CarMax lowers credit enhancement on next prime auto loan ABS
CarMax’s recent prime auto-loan securitizations are performing better than expected, and that has allowed the used-car chain’s finance arm to lower funding costs in its next deal.
According to presale reports, the proposed CarMax Auto Owner Trust (CAOT) 2019-2 will have credit enhancement of just 7.35% on the senior notes, down from 7.9% for comparable notes in a deal completed in January.

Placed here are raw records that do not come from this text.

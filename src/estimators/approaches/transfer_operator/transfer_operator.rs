// SPDX-FileCopyrightText: 2025-2026 Carlson Büth <code@cbueth.de>
//
// SPDX-License-Identifier: MIT OR Apache-2.0

//! # Transfer Operator Estimation of Invariant Measures
//!
//! The transfer (Perron–Frobenius) operator describes how a density evolves under a
//! dynamical map. Its Ulam–Galerkin approximation over a rectangular partition is the
//! finite stochastic matrix
//!
//! P_ij = #{t : x_t ∈ B_i, x_{t+1} ∈ B_j} / #{t : x_t ∈ B_i}
//!
//! estimated from consecutive points of an observed trajectory. Its invariant measure
//! (left eigenvector for eigenvalue one) is the discretised stationary distribution.
//!
//! ## Pipeline
//!
//! ```text
//!  trajectory ──▶ encoder ──▶ bin ids ──▶ transitions ──▶ TransferMatrix ──▶ power iteration
//!                    ▲                                                          │
//!                    └──────────────────── decode outcomes ◀────────────────────┘
//! ```
//!
//! Only visited bins enter the matrix. Dangling rows draw from the generator passed to each
//! call, so two calls with identically seeded generators give bit-identical results, while a
//! shared generator advances between calls.

use ndarray::Array1;
use rand::Rng;
use tracing::debug_span;

use crate::error::{BinningError, Result};
use crate::estimators::approaches::binning::binning::BinSpecification;
use crate::estimators::approaches::binning::encoder::RectangularBinEncoder;
use crate::estimators::approaches::common_nd::dataset::{PointData, ensure_dimension};
use crate::estimators::approaches::transfer_operator::operator::TransferMatrix;
use crate::estimators::approaches::transfer_operator::solver::{
    InvariantMeasure, SolverConfig, invariant_measure,
};
use crate::estimators::approaches::transfer_operator::transitions::TransitionInfo;
use crate::estimators::probabilities::Probabilities;
use crate::estimators::traits::Encoding;

/// Transfer-operator estimator of invariant measures over a rectangular partition.
///
/// # Example
///
/// ```
/// use ndarray::array;
/// use rand::SeedableRng;
/// use rand::rngs::StdRng;
/// use ulam_measure::estimators::approaches::binning::RectangularBinning;
/// use ulam_measure::estimators::approaches::transfer_operator::TransferOperator;
///
/// let x = array![[0.1, 0.2], [0.8, 0.3], [0.4, 0.9], [0.2, 0.1], [0.7, 0.6]];
/// let est = TransferOperator::new(RectangularBinning::with_count(2));
/// let mut rng = StdRng::seed_from_u64(1234);
/// let result = est.estimate(&x, &mut rng).unwrap();
/// assert_eq!(result.probabilities().len(), result.outcomes().len());
/// ```
#[derive(Debug, Clone)]
pub struct TransferOperator {
    binning: BinSpecification,
    solver: SolverConfig,
}

impl TransferOperator {
    pub fn new(binning: impl Into<BinSpecification>) -> Self {
        Self {
            binning: binning.into(),
            solver: SolverConfig::new(),
        }
    }

    /// Sets the power-iteration configuration.
    pub fn with_solver_config(mut self, solver: SolverConfig) -> Self {
        self.solver = solver;
        self
    }

    pub fn binning(&self) -> &BinSpecification {
        &self.binning
    }

    pub fn solver_config(&self) -> &SolverConfig {
        &self.solver
    }

    /// Build the transfer matrix of `trajectory` (rows are consecutive points).
    ///
    /// A data-derived partition is resolved against the trajectory itself.
    ///
    /// # Errors
    ///
    /// `DimensionMismatch` if the trajectory disagrees with the partition (checked before
    /// any encoding), `InsufficientData` for fewer than two points, `NoVisitedBins` if every
    /// point falls outside a fixed partition, and configuration errors of the binning or
    /// solver.
    pub fn approximate<'a, R: Rng + ?Sized>(
        &self,
        trajectory: impl Into<PointData<'a>>,
        rng: &mut R,
    ) -> Result<TransferOperatorApproximation> {
        self.solver.validate()?;
        self.binning.validate()?;
        let data: PointData<'a> = trajectory.into();
        let view = data.view();
        let _span = debug_span!(
            "transfer_operator",
            n_points = view.nrows(),
            dimension = view.ncols()
        )
        .entered();

        if let Some(d) = self.binning.dimension() {
            ensure_dimension(&view, d)?;
        }
        if view.nrows() < 2 {
            return Err(BinningError::InsufficientData {
                n: view.nrows(),
                min: 2,
            });
        }

        let encoder = RectangularBinEncoder::from_data(&self.binning, view.clone())?;
        let transitions = TransitionInfo::from_trajectory(&encoder, view)?;
        let matrix = TransferMatrix::from_transitions(&transitions, rng);
        Ok(TransferOperatorApproximation {
            encoder,
            transitions,
            matrix,
        })
    }

    /// Invariant measure of `trajectory` and the lower corners of its visited bins.
    pub fn estimate<'a, R: Rng + ?Sized>(
        &self,
        trajectory: impl Into<PointData<'a>>,
        rng: &mut R,
    ) -> Result<InvariantMeasureEstimate> {
        self.approximate(trajectory, rng)?
            .invariant_measure(&self.solver)
    }
}

/// A transfer matrix together with the encoder and transitions it was built from.
///
/// Keeping the approximation allows recomputing invariant measures with other solver
/// settings without re-encoding the trajectory.
#[derive(Debug, Clone)]
pub struct TransferOperatorApproximation {
    encoder: RectangularBinEncoder,
    transitions: TransitionInfo,
    matrix: TransferMatrix,
}

impl TransferOperatorApproximation {
    pub fn encoder(&self) -> &RectangularBinEncoder {
        &self.encoder
    }

    pub fn transitions(&self) -> &TransitionInfo {
        &self.transitions
    }

    pub fn matrix(&self) -> &TransferMatrix {
        &self.matrix
    }

    /// Solve for the invariant measure and decode the visited bins.
    pub fn invariant_measure(&self, config: &SolverConfig) -> Result<InvariantMeasureEstimate> {
        let measure = invariant_measure(&self.matrix, config)?;
        let bins = self.transitions.visited_bins().to_vec();
        let outcomes = bins
            .iter()
            .map(|&id| self.encoder.decode(id))
            .collect::<Result<Vec<_>>>()?;
        let probabilities = Probabilities::new(measure.probabilities().clone())?;
        Ok(InvariantMeasureEstimate {
            probabilities,
            outcomes,
            bins,
            measure,
        })
    }
}

/// Invariant measure over the visited bins, aligned with their decoded lower corners.
///
/// All vectors follow the order in which the trajectory first visited each bin.
#[derive(Debug, Clone)]
pub struct InvariantMeasureEstimate {
    probabilities: Probabilities,
    outcomes: Vec<Array1<f64>>,
    bins: Vec<i64>,
    measure: InvariantMeasure,
}

impl InvariantMeasureEstimate {
    pub fn probabilities(&self) -> &Probabilities {
        &self.probabilities
    }

    pub fn outcomes(&self) -> &[Array1<f64>] {
        &self.outcomes
    }

    /// Visited bin ids.
    pub fn bins(&self) -> &[i64] {
        &self.bins
    }

    pub fn converged(&self) -> bool {
        self.measure.converged()
    }

    pub fn iterations(&self) -> usize {
        self.measure.iterations()
    }

    pub fn measure(&self) -> &InvariantMeasure {
        &self.measure
    }

    pub fn into_parts(self) -> (Probabilities, Vec<Array1<f64>>) {
        (self.probabilities, self.outcomes)
    }
}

This reflects with improved loss trends being tracked in CarMax securitizations since 2017, which has helped spur S&P Global Ratings to project a lower loss expectation range of 2.15%-2.25% on the new deal, down from the 2.2%-2.3% range from CarMax’s previous five deals.
“We had increased our initial expected loss range, beginning with (CAOT) series 2018-1, to reflect increasing losses that we observed at the time,” S&P’s report stated. “But we now see improving loss trends on CarMax's securitizations and have accounted for that.”
CarMax joins a host of other prime issuers whose improving ABS performances have influenced lower loss projections from ratings agencies in recent deals, including Ford Motor Credit, GM Financial and Hyundai Capital America.
Fitch Ratings, which did not rate the previous CAOT 2019-1 deal, has expected net losses of 2.4% for the new deal sponsored by CarMax Financial Services, the in-house lending arm for the Richmond, Va.-based used-car superstore chain.
According to S&P, while the 2016 and early 2017 CAOT deals are experiencing higher-than-expected losses, it’s a trend similar to other peer issuers from the time period. The 2016 deals have cumulative net losses exceeding the pace of the initial loss range projection of 2.35%-2.7%, for example. But “while still early, the series 2017-3 and 2017-4 appear to be performing generally in line with our initial expected CNL range of 2.15%-2.25%,” S&P’s report stated.
CarMax is proposing two pools of bonds backed prime loans – either a $1.15 billion collateral pool or a $1.37 billion pool, if upsized when the deal is priced. CarMax has upsized each of its last seven securitizations at market pricing, dating back to July 2017.
CarMax is offering four tranches of triple-A rated notes, according to presale reports. The shorter-term Class A-2A and Class A-2B notes ($387 million or $459.5 million if upsized) due July 2022 will be split between fixed- and floating-rate tranches. A Class A-3 tranche with a five-year maturity is to be sized at either $361.53 million or $429.12 million, while $85.5 million or $101.64 million in Class A-4 notes due December 2024 will be issued as well.
Also included are the double-A rated, $32.3 million or $38.3 million in Class B subordinate notes tranche due 2024; $27.09 million or $32.2 million in Class C notes rated A by both agencies with a six-year tenor and a $19.6 million or $23.3 million Class D offering (BBB) maturing in October 2025, according to the presale reports issued Thursday.
The money-market tranche will be sized either at $237 million or $281 million, and carries a short-term F1+ rating from Fitch and A-1+ from S&P.
The pools include prime used-car and light-truck/SUV loans originated and services by CAF that credit-quality wise are consistent with recent CAOT issues, according to Fitch. The weighted average FICO is 707, with FICOs above 750 totaling 31.8% of the pool. The weighted average loan-to-value ratio is a conservative 94.7%, and the pool has a low concentration of passenger cars (44% of the initial receivables balance).
The pool includes 72,727 loans with an average principal balance of $15,582 with a WA APR of 8.5%. CarMax has also lowered the exposure to extended-term loans over 60 months to 61.6%, with the WA original terms of 66.2 months, with five months of seasoning.
CarMax Financial Services manages a retail auto-loan portfolio totaling $12.2 billion at year’s end 2018, up 7.6% from 2017. Delinquencies were up slightly last year at 3.61%, compared to 3.35% at year’s end 2017 and 3.25% in 2016. But net losses were stable at 1.01%, versus 1.02% in 2017 and 0.99% in 2016.
Recover rates have also been stable, with 48.44% in 2018, 48.4% in 2017 and 48.74% in 2016, another sign of improved ABS loss performance since the weaker-performing 2016 and early 2017 CarMax securitizations, according to Fitch.
RBC Capital Markets is underwriting the deal.